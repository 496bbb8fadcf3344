use log::{debug, info, trace};
use ndarray::Array1;

use crate::action_selection::EpsilonGreedy;
use crate::config::LearnerConfig;
use crate::error::{IqlError, Result};
use crate::observation::{Observation, ObservationKey};
use crate::schedule::{HyperparameterSchedule, Hyperparameters};
use crate::space::ActionSpace;
use crate::value_table::ValueTable;

/// Independent Q-learning over `num_agents` agents.
///
/// Each agent owns a [`ValueTable`] and learns with a one-step Q-learning
/// update, treating every other agent as part of the environment. The
/// exploration rate and learning rate are shared by all agents and annealed
/// once per episode through [`schedule_hyperparameters`](Self::schedule_hyperparameters).
#[derive(Debug, Clone)]
pub struct IndependentQLearner {
    num_agents: usize,
    action_spaces: Vec<ActionSpace>,
    n_acts: Vec<usize>,
    gamma: f64,
    learning_rate: f64,
    initial: Hyperparameters,
    action_selection: EpsilonGreedy,
    schedule: HyperparameterSchedule,
    q_tables: Vec<ValueTable>,
}

impl IndependentQLearner {
    pub fn new(
        num_agents: usize,
        action_spaces: Vec<ActionSpace>,
        gamma: f64,
        learning_rate: f64,
        epsilon: f64,
        seed: u64,
    ) -> Result<Self> {
        let config = LearnerConfig {
            num_agents,
            gamma,
            learning_rate,
            epsilon,
            seed,
            ..LearnerConfig::default()
        };
        Self::from_config(&config, action_spaces)
    }

    pub fn from_config(config: &LearnerConfig, action_spaces: Vec<ActionSpace>) -> Result<Self> {
        config.validate()?;
        if action_spaces.len() != config.num_agents {
            return Err(IqlError::configuration(format!(
                "expected one action space per agent ({}), got {}",
                config.num_agents,
                action_spaces.len()
            )));
        }
        let n_acts = action_spaces
            .iter()
            .map(|space| space.n_actions())
            .collect::<Result<Vec<usize>>>()?;
        let q_tables = n_acts.iter().map(|&n| ValueTable::new(n, 0.0)).collect();

        info!(
            "independent Q-learner: {} agents, actions per agent {:?}, gamma {}",
            config.num_agents, n_acts, config.gamma
        );

        Ok(Self {
            num_agents: config.num_agents,
            action_spaces,
            n_acts,
            gamma: config.gamma,
            learning_rate: config.learning_rate,
            initial: Hyperparameters {
                epsilon: config.epsilon,
                learning_rate: config.learning_rate,
            },
            action_selection: EpsilonGreedy::new(config.epsilon, config.seed),
            schedule: config.schedule,
            q_tables,
        })
    }

    pub fn num_agents(&self) -> usize {
        self.num_agents
    }

    pub fn action_spaces(&self) -> &[ActionSpace] {
        &self.action_spaces
    }

    pub fn n_acts(&self) -> &[usize] {
        &self.n_acts
    }

    pub fn gamma(&self) -> f64 {
        self.gamma
    }

    pub fn epsilon(&self) -> f64 {
        self.action_selection.epsilon()
    }

    pub fn learning_rate(&self) -> f64 {
        self.learning_rate
    }

    pub fn q_tables(&self) -> &[ValueTable] {
        &self.q_tables
    }

    pub fn q_table(&self, agent: usize) -> Result<&ValueTable> {
        self.q_tables.get(agent).ok_or(IqlError::UnknownAgent {
            agent,
            num_agents: self.num_agents,
        })
    }

    pub fn q_value<O: Observation + ?Sized>(&self, agent: usize, obs: &O, action: usize) -> Result<f64> {
        self.check_action(agent, action)?;
        Ok(self.q_tables[agent].get(&obs.key(), action))
    }

    /// Values of every action of `agent` in `obs`.
    pub fn q_values<O: Observation + ?Sized>(&self, agent: usize, obs: &O) -> Result<Array1<f64>> {
        Ok(self.q_table(agent)?.row(&obs.key()).clone())
    }

    /// Distribution [`act`](Self::act) samples from for `agent` in `obs`.
    pub fn action_probabilities<O: Observation + ?Sized>(
        &self,
        agent: usize,
        obs: &O,
    ) -> Result<Array1<f64>> {
        let table = self.q_table(agent)?;
        Ok(self
            .action_selection
            .get_exploration_probs(table.row(&obs.key())))
    }

    /// Epsilon-greedy action of every agent, in agent order.
    pub fn act<O: Observation>(&mut self, observations: &[O]) -> Result<Vec<usize>> {
        self.check_len("observations", observations.len())?;
        let actions = observations
            .iter()
            .zip(self.q_tables.iter())
            .map(|(obs, table)| self.action_selection.get_action(table.row(&obs.key())))
            .collect();
        Ok(actions)
    }

    /// Greedy action of every agent; never explores and draws no randomness.
    pub fn greedy_act<O: Observation>(&self, observations: &[O]) -> Result<Vec<usize>> {
        self.check_len("observations", observations.len())?;
        Ok(observations
            .iter()
            .zip(self.q_tables.iter())
            .map(|(obs, table)| table.greedy_action(&obs.key()))
            .collect())
    }

    /// One Q-learning step per agent; returns the updated `Q_i(obs, action)`.
    ///
    /// The discounted value of the next observation is bootstrapped even when
    /// `done` is set. All arguments are checked before any table changes.
    pub fn learn<O: Observation>(
        &mut self,
        observations: &[O],
        actions: &[usize],
        rewards: &[f64],
        next_observations: &[O],
        done: bool,
    ) -> Result<Vec<f64>> {
        self.check_len("observations", observations.len())?;
        self.check_len("actions", actions.len())?;
        self.check_len("rewards", rewards.len())?;
        self.check_len("next_observations", next_observations.len())?;
        for (agent, &action) in actions.iter().enumerate() {
            self.check_action(agent, action)?;
        }

        let mut updated = Vec::with_capacity(self.num_agents);
        for (agent, table) in self.q_tables.iter_mut().enumerate() {
            let obs: ObservationKey = observations[agent].key();
            let next_obs: ObservationKey = next_observations[agent].key();
            let action = actions[agent];

            let best_next_q = table.max_value(&next_obs);
            let target = rewards[agent] + self.gamma * best_next_q;
            let current = table.get(&obs, action);
            let value = current + self.learning_rate * (target - current);
            trace!(
                "agent {} obs {} action {}: {} -> {} (target {}, done {})",
                agent, obs, action, current, value, target, done
            );
            table.set(obs, action, value);
            updated.push(value);
        }
        Ok(updated)
    }

    /// Recomputes epsilon and the learning rate for the episode starting at
    /// `timestep` out of `max_timestep`.
    pub fn schedule_hyperparameters(&mut self, timestep: u64, max_timestep: u64) -> Result<()> {
        let params = self.schedule.at(timestep, max_timestep)?;
        self.action_selection.set_epsilon(params.epsilon);
        self.learning_rate = params.learning_rate;
        debug!(
            "timestep {}/{}: epsilon {:.4}, learning rate {:.4}",
            timestep, max_timestep, params.epsilon, params.learning_rate
        );
        Ok(())
    }

    /// Forgets every learned value and restores the initial hyperparameters
    /// and random stream.
    pub fn reset(&mut self) {
        for table in self.q_tables.iter_mut() {
            table.clear();
        }
        self.learning_rate = self.initial.learning_rate;
        self.action_selection.reset(self.initial.epsilon);
    }

    fn check_len(&self, argument: &'static str, got: usize) -> Result<()> {
        if got != self.num_agents {
            return Err(IqlError::LengthMismatch {
                argument,
                expected: self.num_agents,
                got,
            });
        }
        Ok(())
    }

    fn check_action(&self, agent: usize, action: usize) -> Result<()> {
        let n_actions = *self.n_acts.get(agent).ok_or(IqlError::UnknownAgent {
            agent,
            num_agents: self.num_agents,
        })?;
        if action >= n_actions {
            return Err(IqlError::OutOfRange {
                agent,
                action,
                n_actions,
            });
        }
        Ok(())
    }
}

^^^^

Goal of the exercise: Type out the material above once more, exactly.

Solution to this task:
repository 496bbb8fadcf3344
use log::{debug, info, trace};
use ndarray::Array1;

use crate::action_selection::EpsilonGreedy;
use crate::config::LearnerConfig;
use crate::error::{IqlError, Result};
use crate::observation::{Observation, ObservationKey};
use crate::schedule::{HyperparameterSchedule, Hyperparameters};
use crate::space::ActionSpace;
use crate::value_table::ValueTable;

/// Independent Q-learning over `num_agents` agents.
///
/// Each agent owns a [`ValueTable`] and learns with a one-step Q-learning
/// update, treating every other agent as part of the environment. The
/// exploration rate and learning rate are shared by all agents and annealed
/// once per episode through [`schedule_hyperparameters`](Self::schedule_hyperparameters).
#[derive(Debug, Clone)]
pub struct IndependentQLearner {
    num_agents: usize,
    action_spaces: Vec<ActionSpace>,
    n_acts: Vec<usize>,
    gamma: f64,
    learning_rate: f64,
    initial: Hyperparameters,
    action_selection: EpsilonGreedy,
    schedule: HyperparameterSchedule,
    q_tables: Vec<ValueTable>,
}

impl IndependentQLearner {
    pub fn new(
        num_agents: usize,
        action_spaces: Vec<ActionSpace>,
        gamma: f64,
        learning_rate: f64,
        epsilon: f64,
        seed: u64,
    ) -> Result<Self> {
        let config = LearnerConfig {
            num_agents,
            gamma,
            learning_rate,
            epsilon,
            seed,
            ..LearnerConfig::default()
        };
        Self::from_config(&config, action_spaces)
    }

    pub fn from_config(config: &LearnerConfig, action_spaces: Vec<ActionSpace>) -> Result<Self> {
        config.validate()?;
        if action_spaces.len() != config.num_agents {
            return Err(IqlError::configuration(format!(
                "expected one action space per agent ({}), got {}",
                config.num_agents,
                action_spaces.len()
            )));
        }
        let n_acts = action_spaces
            .iter()
            .map(|space| space.n_actions())
            .collect::<Result<Vec<usize>>>()?;
        let q_tables = n_acts.iter().map(|&n| ValueTable::new(n, 0.0)).collect();

        info!(
            "independent Q-learner: {} agents, actions per agent {:?}, gamma {}",
            config.num_agents, n_acts, config.gamma
        );

        Ok(Self {
            num_agents: config.num_agents,
            action_spaces,
            n_acts,
            gamma: config.gamma,
            learning_rate: config.learning_rate,
            initial: Hyperparameters {
                epsilon: config.epsilon,
                learning_rate: config.learning_rate,
            },
            action_selection: EpsilonGreedy::new(config.epsilon, config.seed),
            schedule: config.schedule,
            q_tables,
        })
    }

    pub fn num_agents(&self) -> usize {
        self.num_agents
    }

    pub fn action_spaces(&self) -> &[ActionSpace] {
        &self.action_spaces
    }

    pub fn n_acts(&self) -> &[usize] {
        &self.n_acts
    }

    pub fn gamma(&self) -> f64 {
        self.gamma
    }

    pub fn epsilon(&self) -> f64 {
        self.action_selection.epsilon()
    }

    pub fn learning_rate(&self) -> f64 {
        self.learning_rate
    }

    pub fn q_tables(&self) -> &[ValueTable] {
        &self.q_tables
    }

    pub fn q_table(&self, agent: usize) -> Result<&ValueTable> {
        self.q_tables.get(agent).ok_or(IqlError::UnknownAgent {
            agent,
            num_agents: self.num_agents,
        })
    }

    pub fn q_value<O: Observation + ?Sized>(&self, agent: usize, obs: &O, action: usize) -> Result<f64> {
        self.check_action(agent, action)?;
        Ok(self.q_tables[agent].get(&obs.key(), action))
    }

    /// Values of every action of `agent` in `obs`.
    pub fn q_values<O: Observation + ?Sized>(&self, agent: usize, obs: &O) -> Result<Array1<f64>> {
        Ok(self.q_table(agent)?.row(&obs.key()).clone())
    }

    /// Distribution [`act`](Self::act) samples from for `agent` in `obs`.
    pub fn action_probabilities<O: Observation + ?Sized>(
        &self,
        agent: usize,
        obs: &O,
    ) -> Result<Array1<f64>> {
        let table = self.q_table(agent)?;
        Ok(self
            .action_selection
            .get_exploration_probs(table.row(&obs.key())))
    }

    /// Epsilon-greedy action of every agent, in agent order.
    pub fn act<O: Observation>(&mut self, observations: &[O]) -> Result<Vec<usize>> {
        self.check_len("observations", observations.len())?;
        let actions = observations
            .iter()
            .zip(self.q_tables.iter())
            .map(|(obs, table)| self.action_selection.get_action(table.row(&obs.key())))
            .collect();
        Ok(actions)
    }

    /// Greedy action of every agent; never explores and draws no randomness.
    pub fn greedy_act<O: Observation>(&self, observations: &[O]) -> Result<Vec<usize>> {
        self.check_len("observations", observations.len())?;
        Ok(observations
            .iter()
            .zip(self.q_tables.iter())
            .map(|(obs, table)| table.greedy_action(&obs.key()))
            .collect())
    }

    /// One Q-learning step per agent; returns the updated `Q_i(obs, action)`.
    ///
    /// The discounted value of the next observation is bootstrapped even when
    /// `done` is set. All arguments are checked before any table changes.
    pub fn learn<O: Observation>(
        &mut self,
        observations: &[O],
        actions: &[usize],
        rewards: &[f64],
        next_observations: &[O],
        done: bool,
    ) -> Result<Vec<f64>> {
        self.check_len("observations", observations.len())?;
        self.check_len("actions", actions.len())?;
        self.check_len("rewards", rewards.len())?;
        self.check_len("next_observations", next_observations.len())?;
        for (agent, &action) in actions.iter().enumerate() {
            self.check_action(agent, action)?;
        }

        let mut updated = Vec::with_capacity(self.num_agents);
        for (agent, table) in self.q_tables.iter_mut().enumerate() {
            let obs: ObservationKey = observations[agent].key();
            let next_obs: ObservationKey = next_observations[agent].key();
            let action = actions[agent];

            let best_next_q = table.max_value(&next_obs);
            let target = rewards[agent] + self.gamma * best_next_q;
            let current = table.get(&obs, action);
            let value = current + self.learning_rate * (target - current);
            trace!(
                "agent {} obs {} action {}: {} -> {} (target {}, done {})",
                agent, obs, action, current, value, target, done
            );
            table.set(obs, action, value);
            updated.push(value);
        }
        Ok(updated)
    }

    /// Recomputes epsilon and the learning rate for the episode starting at
    /// `timestep` out of `max_timestep`.
    pub fn schedule_hyperparameters(&mut self, timestep: u64, max_timestep: u64) -> Result<()> {
        let params = self.schedule.at(timestep, max_timestep)?;
        self.action_selection.set_epsilon(params.epsilon);
        self.learning_rate = params.learning_rate;
        debug!(
            "timestep {}/{}: epsilon {:.4}, learning rate {:.4}",
            timestep, max_timestep, params.epsilon, params.learning_rate
        );
        Ok(())
    }

    /// Forgets every learned value and restores the initial hyperparameters
    /// and random stream.
    pub fn reset(&mut self) {
        for table in self.q_tables.iter_mut() {
            table.clear();
        }
        self.learning_rate = self.initial.learning_rate;
        self.action_selection.reset(self.initial.epsilon);
    }

    fn check_len(&self, argument: &'static str, got: usize) -> Result<()> {
        if got != self.num_agents {
            return Err(IqlError::LengthMismatch {
                argument,
                expected: self.num_agents,
                got,
            });
        }
        Ok(())
    }

    fn check_action(&self, agent: usize, action: usize) -> Result<()> {
        let n_actions = *self.n_acts.get(agent).ok_or(IqlError::UnknownAgent {
            agent,
            num_agents: self.num_agents,
        })?;
        if action >= n_actions {
            return Err(IqlError::OutOfRange {
                agent,
                action,
                n_actions,
            });
        }
        Ok(())
    }
}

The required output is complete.